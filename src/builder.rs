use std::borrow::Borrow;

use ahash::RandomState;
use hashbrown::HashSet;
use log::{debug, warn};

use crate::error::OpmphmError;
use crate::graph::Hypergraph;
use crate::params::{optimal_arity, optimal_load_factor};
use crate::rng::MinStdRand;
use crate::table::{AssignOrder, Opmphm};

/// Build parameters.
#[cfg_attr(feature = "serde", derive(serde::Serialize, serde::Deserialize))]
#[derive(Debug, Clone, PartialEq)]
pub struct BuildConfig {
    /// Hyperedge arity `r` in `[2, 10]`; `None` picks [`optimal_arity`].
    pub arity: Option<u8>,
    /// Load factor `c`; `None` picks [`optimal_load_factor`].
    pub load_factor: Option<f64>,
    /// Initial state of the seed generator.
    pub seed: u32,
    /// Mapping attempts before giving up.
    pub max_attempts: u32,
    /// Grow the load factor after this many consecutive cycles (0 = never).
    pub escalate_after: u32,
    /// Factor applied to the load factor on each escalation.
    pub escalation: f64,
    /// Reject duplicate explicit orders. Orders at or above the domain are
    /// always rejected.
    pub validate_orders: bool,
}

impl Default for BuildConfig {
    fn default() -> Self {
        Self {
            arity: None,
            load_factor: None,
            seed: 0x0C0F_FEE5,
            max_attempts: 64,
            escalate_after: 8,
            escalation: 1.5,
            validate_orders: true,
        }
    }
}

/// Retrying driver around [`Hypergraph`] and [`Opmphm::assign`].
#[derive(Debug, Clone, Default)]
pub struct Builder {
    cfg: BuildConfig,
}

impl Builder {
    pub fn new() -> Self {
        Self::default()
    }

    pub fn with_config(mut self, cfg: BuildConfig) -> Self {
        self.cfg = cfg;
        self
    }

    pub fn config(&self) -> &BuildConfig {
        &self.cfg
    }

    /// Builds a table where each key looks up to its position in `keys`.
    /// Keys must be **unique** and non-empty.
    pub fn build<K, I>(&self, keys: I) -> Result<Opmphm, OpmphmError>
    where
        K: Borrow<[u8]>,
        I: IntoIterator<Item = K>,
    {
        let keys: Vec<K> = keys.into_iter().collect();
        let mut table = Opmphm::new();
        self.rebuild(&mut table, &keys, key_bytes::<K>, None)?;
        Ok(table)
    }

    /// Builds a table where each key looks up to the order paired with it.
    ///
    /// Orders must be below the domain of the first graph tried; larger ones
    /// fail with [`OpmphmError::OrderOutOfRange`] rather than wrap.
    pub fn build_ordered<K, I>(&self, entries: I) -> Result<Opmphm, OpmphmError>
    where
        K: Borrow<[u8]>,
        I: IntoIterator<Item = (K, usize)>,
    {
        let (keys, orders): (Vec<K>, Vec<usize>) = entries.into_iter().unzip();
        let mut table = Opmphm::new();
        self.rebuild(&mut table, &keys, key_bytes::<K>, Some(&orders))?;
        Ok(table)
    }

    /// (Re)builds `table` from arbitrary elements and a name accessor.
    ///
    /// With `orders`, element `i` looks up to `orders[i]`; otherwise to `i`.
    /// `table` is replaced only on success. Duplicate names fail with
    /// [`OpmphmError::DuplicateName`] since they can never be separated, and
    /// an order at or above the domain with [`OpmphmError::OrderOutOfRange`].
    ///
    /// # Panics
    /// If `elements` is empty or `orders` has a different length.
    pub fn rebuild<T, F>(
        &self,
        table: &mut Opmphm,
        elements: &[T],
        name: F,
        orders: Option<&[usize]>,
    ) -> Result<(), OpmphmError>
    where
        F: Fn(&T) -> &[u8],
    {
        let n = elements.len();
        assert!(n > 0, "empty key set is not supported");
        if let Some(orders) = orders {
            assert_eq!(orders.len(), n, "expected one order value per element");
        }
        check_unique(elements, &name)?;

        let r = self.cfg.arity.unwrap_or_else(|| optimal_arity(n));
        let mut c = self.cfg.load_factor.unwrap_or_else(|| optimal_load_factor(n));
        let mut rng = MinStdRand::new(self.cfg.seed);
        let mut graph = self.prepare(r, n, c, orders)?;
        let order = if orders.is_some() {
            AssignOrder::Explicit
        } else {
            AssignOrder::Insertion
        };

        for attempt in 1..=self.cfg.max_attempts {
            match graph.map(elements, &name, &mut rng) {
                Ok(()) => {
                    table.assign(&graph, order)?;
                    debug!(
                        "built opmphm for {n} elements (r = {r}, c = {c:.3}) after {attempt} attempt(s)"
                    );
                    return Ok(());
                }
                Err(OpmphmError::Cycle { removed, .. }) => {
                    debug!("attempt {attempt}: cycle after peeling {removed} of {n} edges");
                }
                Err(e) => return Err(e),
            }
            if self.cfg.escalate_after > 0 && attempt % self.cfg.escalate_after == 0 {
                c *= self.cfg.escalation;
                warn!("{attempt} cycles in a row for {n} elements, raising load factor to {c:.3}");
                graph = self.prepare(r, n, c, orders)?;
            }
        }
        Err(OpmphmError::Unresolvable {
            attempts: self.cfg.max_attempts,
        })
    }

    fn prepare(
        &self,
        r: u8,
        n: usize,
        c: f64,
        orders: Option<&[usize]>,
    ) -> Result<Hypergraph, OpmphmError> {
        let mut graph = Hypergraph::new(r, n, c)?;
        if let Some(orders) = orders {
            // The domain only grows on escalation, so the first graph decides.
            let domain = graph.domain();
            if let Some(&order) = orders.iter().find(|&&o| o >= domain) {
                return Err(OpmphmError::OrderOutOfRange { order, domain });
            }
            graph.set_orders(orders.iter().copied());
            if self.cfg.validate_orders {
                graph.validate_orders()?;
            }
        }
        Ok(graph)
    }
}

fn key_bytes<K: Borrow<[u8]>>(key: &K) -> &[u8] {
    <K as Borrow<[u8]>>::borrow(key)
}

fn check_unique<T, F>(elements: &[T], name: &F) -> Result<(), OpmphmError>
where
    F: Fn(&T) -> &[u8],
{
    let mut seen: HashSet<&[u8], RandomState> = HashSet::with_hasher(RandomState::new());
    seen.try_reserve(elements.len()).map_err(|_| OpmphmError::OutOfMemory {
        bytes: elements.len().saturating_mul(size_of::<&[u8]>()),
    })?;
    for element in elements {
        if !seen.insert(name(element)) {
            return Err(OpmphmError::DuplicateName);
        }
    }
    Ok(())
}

• What you will do
Begin at the line containing "fn key_bytes<K: Borrow<[u8]>>(key: &K)" and reproduce each line through the end of the records above.

• Response
fn key_bytes<K: Borrow<[u8]>>(key: &K) -> &[u8] {
    <K as Borrow<[u8]>>::borrow(key)
}

fn check_unique<T, F>(elements: &[T], name: &F) -> Result<(), OpmphmError>
where
    F: Fn(&T) -> &[u8],
{
    let mut seen: HashSet<&[u8], RandomState> = HashSet::with_hasher(RandomState::new());
    seen.try_reserve(elements.len()).map_err(|_| OpmphmError::OutOfMemory {
        bytes: elements.len().saturating_mul(size_of::<&[u8]>()),
    })?;
    for element in elements {
        if !seen.insert(name(element)) {
            return Err(OpmphmError::DuplicateName);
        }
    }
    Ok(())
}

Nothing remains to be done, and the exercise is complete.